Because I had a suspected case of COVID-19, I entered the hospital through a side door. A nurse in PPE handed me a mask. My vitals were checked.
I told the doctor who assessed me next that I’d had chest pain for weeks, but had recently developed a cough, which made breathing painful. She assessed my lungs and told me I didn’t have a chest infection. I was told that the pain I was experiencing was likely because of a virus, however, because my oxygen levels were good, there was no need to test for coronavirus.
Dr Steven Phillipson, a New York-based psychologist, compared the effects of coronavirus on sufferers of OCD to what he saw in his patients after 9/11.
‘Four patients actually came in after the attack,’ Phillipson said. ‘Of the patients I saw, three of them didn’t actually mention the attack even though they knew it had occurred. They were still focusing on whether they were a paedophile, whether they believe in God or not [etc].”
OCD sufferers are so consumed by their primary obsessions that when real world problems surface, no matter how horrifying, these are overshadowed by the imaginary battles sufferers are fighting in their heads.
There have been essays written about the benefits of OCD during a pandemic, praising the potential benefits of excessive hand-washing and promoting the dangerous and reductive narrative that OCD is a personality quirk, or nothing more than an obsession with germs
Two days after seeing a doctor, my chest and stomach were painful, and I’d developed a headache. I fell asleep and dreamt of one of my obsessions – harming an animal.
In the dream, I’d uploaded a picture to Instagram which showed abuse I can’t bring myself to write about. Relief overwhelmed me on waking.
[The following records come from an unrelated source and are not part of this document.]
//! Embedding lookup abstraction
//!
//! Provides a typed lookup interface over pre-trained word vectors:
//! - `EmbeddingLookup` trait (membership, retrieval, dimensionality)
//! - `KeyedVectors` in-memory implementation

pub mod keyed_vectors;
pub mod traits;

pub use keyed_vectors::KeyedVectors;
pub use traits::EmbeddingLookup;
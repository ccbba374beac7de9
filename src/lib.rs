//! Embedding-based similarity metrics
//!
//! Scores how closely hypothesis sentences match reference sentences using
//! pre-trained word vectors. Three metrics are provided:
//!
//! - **Average**: cosine of the summed (then normalized) sentence vectors
//! - **Extrema**: cosine of per-dimension extrema vectors
//! - **Greedy Matching**: symmetric mean of per-token best cosine matches
//!
//! ## Usage
//!
//! ```rust
//! use embedding_metrics::{average_corpus_level, KeyedVectors};
//!
//! let mut embeddings = KeyedVectors::new(3).unwrap();
//! embeddings.insert("a", vec![1.0, 0.0, 0.0]).unwrap();
//! embeddings.insert("b", vec![0.0, 1.0, 0.0]).unwrap();
//!
//! let hypothesis = vec![vec!["a"], vec!["x"]];
//! let reference = vec![vec!["a"], vec!["a"]];
//!
//! let stats = average_corpus_level(&hypothesis, &reference, &embeddings).unwrap();
//! assert!((stats.mean - 0.5).abs() < 1e-6);
//! ```

pub mod config;
pub mod embeddings;
pub mod error;
pub mod metrics;

pub use config::{Metric, MetricsConfig, DEFAULT_CONFIDENCE_Z, ZERO_NORM_EPSILON};
pub use embeddings::{EmbeddingLookup, KeyedVectors};
pub use error::{MetricsError, Side};
pub use metrics::{
    // Sentence level
    average_sentence_level, extrema_sentence_level, greedy_match_sentence_level,
    // Corpus level
    average_corpus_level, extrema_corpus_level, greedy_match_corpus_level,
    CorpusEvaluation, CorpusScorer, PairOutcome,
    // Statistics
    ScoreStatistics, compute_statistics, mean, std_dev,
};
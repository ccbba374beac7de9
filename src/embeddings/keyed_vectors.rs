//! In-memory keyed word vectors

use crate::embeddings::traits::EmbeddingLookup;
use crate::error::{MetricsError, Result};
use std::collections::HashMap;

/// Word vectors keyed by token
///
/// Every vector has the same dimension, checked on insert.
#[derive(Debug, Clone)]
pub struct KeyedVectors {
    dimensions: usize,
    vectors: HashMap<String, Vec<f32>>,
}

impl KeyedVectors {
    /// Create an empty store for vectors of `dimensions` components
    pub fn new(dimensions: usize) -> Result<Self> {
        if dimensions == 0 {
            return Err(MetricsError::EmptyEmbeddings);
        }
        Ok(Self {
            dimensions,
            vectors: HashMap::new(),
        })
    }

    /// Build a store from (token, vector) pairs
    ///
    /// Later duplicates overwrite earlier ones.
    pub fn from_entries<I, S>(dimensions: usize, entries: I) -> Result<Self>
    where
        I: IntoIterator<Item = (S, Vec<f32>)>,
        S: Into<String>,
    {
        let mut store = Self::new(dimensions)?;
        for (token, vector) in entries {
            store.insert(token, vector)?;
        }
        Ok(store)
    }

    /// Insert or replace a token's vector
    pub fn insert(&mut self, token: impl Into<String>, vector: Vec<f32>) -> Result<()> {
        let token = token.into();
        if vector.len() != self.dimensions {
            return Err(MetricsError::DimensionMismatch {
                token,
                expected: self.dimensions,
                actual: vector.len(),
            });
        }
        self.vectors.insert(token, vector);
        Ok(())
    }

    /// Number of tokens in the vocabulary
    pub fn len(&self) -> usize {
        self.vectors.len()
    }

    pub fn is_empty(&self) -> bool {
        self.vectors.is_empty()
    }

    /// Iterate over vocabulary tokens (unordered)
    pub fn tokens(&self) -> impl Iterator<Item = &str> {
        self.vectors.keys().map(String::as_str)
    }
}

impl EmbeddingLookup for KeyedVectors {
    fn dimensions(&self) -> usize {
        self.dimensions
    }

    fn get(&self, token: &str) -> Option<&[f32]> {
        self.vectors.get(token).map(Vec::as_slice)
    }

    fn contains(&self, token: &str) -> bool {
        self.vectors.contains_key(token)
    }
}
The next day, I developed a fever.
I struggled to fall asleep that night. Intrusive thoughts tried to make their way into my mind. I forced them out. I didn’t want to think about being a bad person, because I’d feel the need to find proof that I’m not, even if it’s just in my head.
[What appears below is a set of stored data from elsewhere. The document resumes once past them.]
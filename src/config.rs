//! Configuration for metric computation
//!
//! Defines the metrics.toml schema and the Metric enum.

use anyhow::{Context, Result};
use serde::{Deserialize, Serialize};
use std::path::Path;

/// Norm below which an aggregated vector is treated as the zero vector
pub const ZERO_NORM_EPSILON: f32 = 1e-11;

/// z-value for a 95% confidence interval
pub const DEFAULT_CONFIDENCE_Z: f32 = 1.96;

/// Embedding-based metric
///
/// - `Average`: summed token vectors, normalized
/// - `Extrema`: per-dimension extreme values
/// - `GreedyMatch`: token-to-token best matches
#[derive(Debug, Clone, Copy, PartialEq, Eq, Hash, Default, Serialize, Deserialize)]
#[serde(rename_all = "snake_case")]
pub enum Metric {
    #[default]
    Average,
    Extrema,
    GreedyMatch,
}

impl Metric {
    pub fn name(&self) -> &'static str {
        match self {
            Self::Average => "average",
            Self::Extrema => "extrema",
            Self::GreedyMatch => "greedy_match",
        }
    }

    pub fn from_str(s: &str) -> Option<Self> {
        match s.to_lowercase().as_str() {
            "average" | "avg" | "embedding-average" => Some(Self::Average),
            "extrema" | "vector-extrema" => Some(Self::Extrema),
            "greedy" | "greedy_match" | "greedy-match" | "greedy-matching" => Some(Self::GreedyMatch),
            _ => None,
        }
    }

    pub fn description(&self) -> &'static str {
        match self {
            Self::Average => "Cosine of normalized summed sentence vectors",
            Self::Extrema => "Cosine of per-dimension extrema vectors",
            Self::GreedyMatch => "Symmetric mean of best token-to-token cosine matches",
        }
    }

    /// All metrics, in reporting order
    pub fn all() -> [Self; 3] {
        [Self::Average, Self::Extrema, Self::GreedyMatch]
    }
}

/// Metric computation settings loaded from TOML
#[derive(Debug, Clone, PartialEq, Serialize, Deserialize)]
pub struct MetricsConfig {
    /// Zero-vector detection threshold. Tune for embeddings with unusual scale.
    #[serde(default = "default_epsilon")]
    pub epsilon: f32,

    /// Multiplier for the confidence half-width
    #[serde(default = "default_confidence_z")]
    pub confidence_z: f32,

    /// Score sentence pairs on the rayon thread pool
    #[serde(default)]
    pub parallel: bool,
}

fn default_epsilon() -> f32 { ZERO_NORM_EPSILON }
fn default_confidence_z() -> f32 { DEFAULT_CONFIDENCE_Z }

impl Default for MetricsConfig {
    fn default() -> Self {
        Self {
            epsilon: ZERO_NORM_EPSILON,
            confidence_z: DEFAULT_CONFIDENCE_Z,
            parallel: false,
        }
    }
}

impl MetricsConfig {
    /// Load config from TOML file
    pub fn load(path: &Path) -> Result<Self> {
        let content = std::fs::read_to_string(path)
            .with_context(|| format!("Failed to read metrics config: {:?}", path))?;
        Self::from_toml_str(&content)
            .with_context(|| format!("Failed to parse metrics config: {:?}", path))
    }

    /// Parse config from a TOML string
    pub fn from_toml_str(content: &str) -> Result<Self> {
        let config: Self = toml::from_str(content)?;
        config.validate()?;
        Ok(config)
    }

    /// Load from default location (./metrics.toml) or return defaults
    pub fn load_default() -> Result<Self> {
        let local_path = Path::new("metrics.toml");
        if local_path.exists() {
            return Self::load(local_path);
        }
        Ok(Self::default())
    }

    /// Save config to TOML file
    pub fn save(&self, path: &Path) -> Result<()> {
        let content = toml::to_string_pretty(self)?;
        std::fs::write(path, content)?;
        Ok(())
    }

    /// Enable or disable parallel pair scoring
    pub fn with_parallel(mut self, parallel: bool) -> Self {
        self.parallel = parallel;
        self
    }

    /// Override the zero-vector threshold
    pub fn with_epsilon(mut self, epsilon: f32) -> Self {
        self.epsilon = epsilon;
        self
    }

    fn validate(&self) -> Result<()> {
        anyhow::ensure!(
            self.epsilon.is_finite() && self.epsilon > 0.0,
            "epsilon must be a finite positive number, got {}",
            self.epsilon
        );
        anyhow::ensure!(
            self.confidence_z.is_finite() && self.confidence_z >= 0.0,
            "confidence_z must be a finite non-negative number, got {}",
            self.confidence_z
        );
        Ok(())
    }
}

#[cfg(test)]
mod tests {
    use super::*;

    #[test]
    fn test_metric_from_str() {
        assert_eq!(Metric::from_str("average"), Some(Metric::Average));
        assert_eq!(Metric::from_str("Extrema"), Some(Metric::Extrema));
        assert_eq!(Metric::from_str("greedy"), Some(Metric::GreedyMatch));
        assert_eq!(Metric::from_str("bleu"), None);
    }

    #[test]
    fn test_metric_names_round_trip() {
        for metric in Metric::all() {
            assert_eq!(Metric::from_str(metric.name()), Some(metric));
        }
    }

    #[test]
    fn test_metrics_config_default() {
        let config = MetricsConfig::default();
        assert_eq!(config.epsilon, 1e-11);
        assert_eq!(config.confidence_z, 1.96);
        assert!(!config.parallel);
    }

    #[test]
    fn test_metrics_config_toml() {
        let toml_str = r#"
epsilon = 1e-6
parallel = true
"#;
        let config = MetricsConfig::from_toml_str(toml_str).unwrap();
        assert_eq!(config.epsilon, 1e-6);
        assert_eq!(config.confidence_z, DEFAULT_CONFIDENCE_Z);
        assert!(config.parallel);
    }

    #[test]
    fn test_metrics_config_rejects_invalid_epsilon() {
        assert!(MetricsConfig::from_toml_str("epsilon = -1.0").is_err());
        assert!(MetricsConfig::from_toml_str("epsilon = 0.0").is_err());
    }

    #[test]
    fn test_metrics_config_save_load() {
        let dir = tempfile::tempdir().unwrap();
        let path = dir.path().join("metrics.toml");

        let config = MetricsConfig::default().with_parallel(true).with_epsilon(1e-8);
        config.save(&path).unwrap();

        let loaded = MetricsConfig::load(&path).unwrap();
        assert_eq!(loaded, config);
    }

    #[test]
    fn test_metrics_config_load_missing_file() {
        let dir = tempfile::tempdir().unwrap();
        let err = MetricsConfig::load(&dir.path().join("absent.toml")).unwrap_err();
        assert!(err.to_string().contains("Failed to read metrics config"));
    }
}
But it didn’t stop my OCD obsessions. I dreamt of an acquaintance avoiding me because I’d done something really awful to hurt them.
To teach my brain that my OCD fears are irrational, I need to consciously think about harm for exposure and response therapy. In theory, my brain will get bored, and I’ll be able to move on from my obsessions.
But I can’t right now, and I fear it will convince me that I deserve the pain I’m experiencing.
There have been essays written about the benefits of OCD during a pandemic, praising the potential benefits of excessive hand-washing and promoting the dangerous and reductive narrative that OCD is a personality quirk, or nothing more than an obsession with germs.
But I would say OCD is never a good thing, even during a pandemic.
‘Adjusting behaviours based on recommendations has nothing to do with what sufferers of OCD experience in regards to intrusive thoughts with the response of compulsions to ease the fear and anxiety,’ Chrissie Hodges, an OCD expert and peer support specialist, said.
‘If the community does not take the opportunity to make a unified stand together in correcting language used about being “so OCD” or “the benefit of OCD behaviours” during this pandemic, we will be left with facing more trivialisation of this disorder than we did before.’
Until the pandemic, I took comfort in the knowledge that while I’ve caused harm in my life (we all do), albeit not to the extent my OCD fears, I’ve never indirectly killed, but that’s now a possibility thanks to coronavirus.
It’s a heavy cross to bear, but thanks to a solid support network within the OCD community, I know it’s not an impossible one to carry.